#### [Exercise description]
Reproduce, with no edits, the line that contains "fn parse_bool(field: &str, s: &str)" and all the lines that follow it, ending with the last line of the records.

------------------------------------------------

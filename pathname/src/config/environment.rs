//! Environment variable handling for configuration overrides.
//!
//! This module provides support for `PATHNAME_*` environment variables that
//! override configuration file values.

use crate::config::schema::Config;
use crate::error::{Error, Result};
use std::env;

/// Overrides [`Config::max_path_len`].
pub const MAX_PATH_LEN_ENV: &str = "PATHNAME_MAX_PATH_LEN";
/// Overrides [`Config::output_format`].
pub const OUTPUT_FORMAT_ENV: &str = "PATHNAME_OUTPUT_FORMAT";
/// Overrides [`Config::normalize_concat`].
pub const NORMALIZE_CONCAT_ENV: &str = "PATHNAME_NORMALIZE_CONCAT";

/// Handles environment variable overrides for configuration.
///
/// # Examples
///
/// ```no_run
/// use pathname::config::{Config, EnvironmentConfig};
///
/// let mut config = Config::default();
/// EnvironmentConfig::apply_overrides(&mut config).unwrap();
/// ```
pub struct EnvironmentConfig;

impl EnvironmentConfig {
    /// Apply environment variable overrides to config.
    ///
    /// # Errors
    ///
    /// Returns an error if any environment variable value is invalid
    /// (e.g., a non-numeric length or an invalid boolean).
    pub fn apply_overrides(config: &mut Config) -> Result<()> {
        if let Ok(len) = env::var(MAX_PATH_LEN_ENV) {
            config.max_path_len = Some(len.trim().parse().map_err(|_| Error::Validation {
                field: MAX_PATH_LEN_ENV.into(),
                message: format!("Must be a positive integer, got '{len}'"),
            })?);
        }

        if let Ok(format) = env::var(OUTPUT_FORMAT_ENV) {
            config.output_format = Some(format.parse().map_err(|message| Error::Validation {
                field: OUTPUT_FORMAT_ENV.into(),
                message,
            })?);
        }

        if let Ok(val) = env::var(NORMALIZE_CONCAT_ENV) {
            config.normalize_concat = Some(Self::parse_bool(NORMALIZE_CONCAT_ENV, &val)?);
        }

        Ok(())
    }

    /// Parse a boolean value from a string.
    ///
    /// Accepts: true/1/yes/on for true, false/0/no/off for false (case-insensitive).
    fn parse_bool(field: &str, s: &str) -> Result<bool> {
        match s.to_lowercase().as_str() {
            "true" | "1" | "yes" | "on" => Ok(true),
            "false" | "0" | "no" | "off" => Ok(false),
            _ => Err(Error::Validation {
                field: field.into(),
                message: format!(
                    "Invalid boolean value: '{s}' (expected true/false/1/0/yes/no/on/off)"
                ),
            }),
        }
    }
}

------------------------------------------------

#### [Result of this exercise]
    fn parse_bool(field: &str, s: &str) -> Result<bool> {
        match s.to_lowercase().as_str() {
            "true" | "1" | "yes" | "on" => Ok(true),
            "false" | "0" | "no" | "off" => Ok(false),
            _ => Err(Error::Validation {
                field: field.into(),
                message: format!(
                    "Invalid boolean value: '{s}' (expected true/false/1/0/yes/no/on/off)"
                ),
            }),
        }
    }
}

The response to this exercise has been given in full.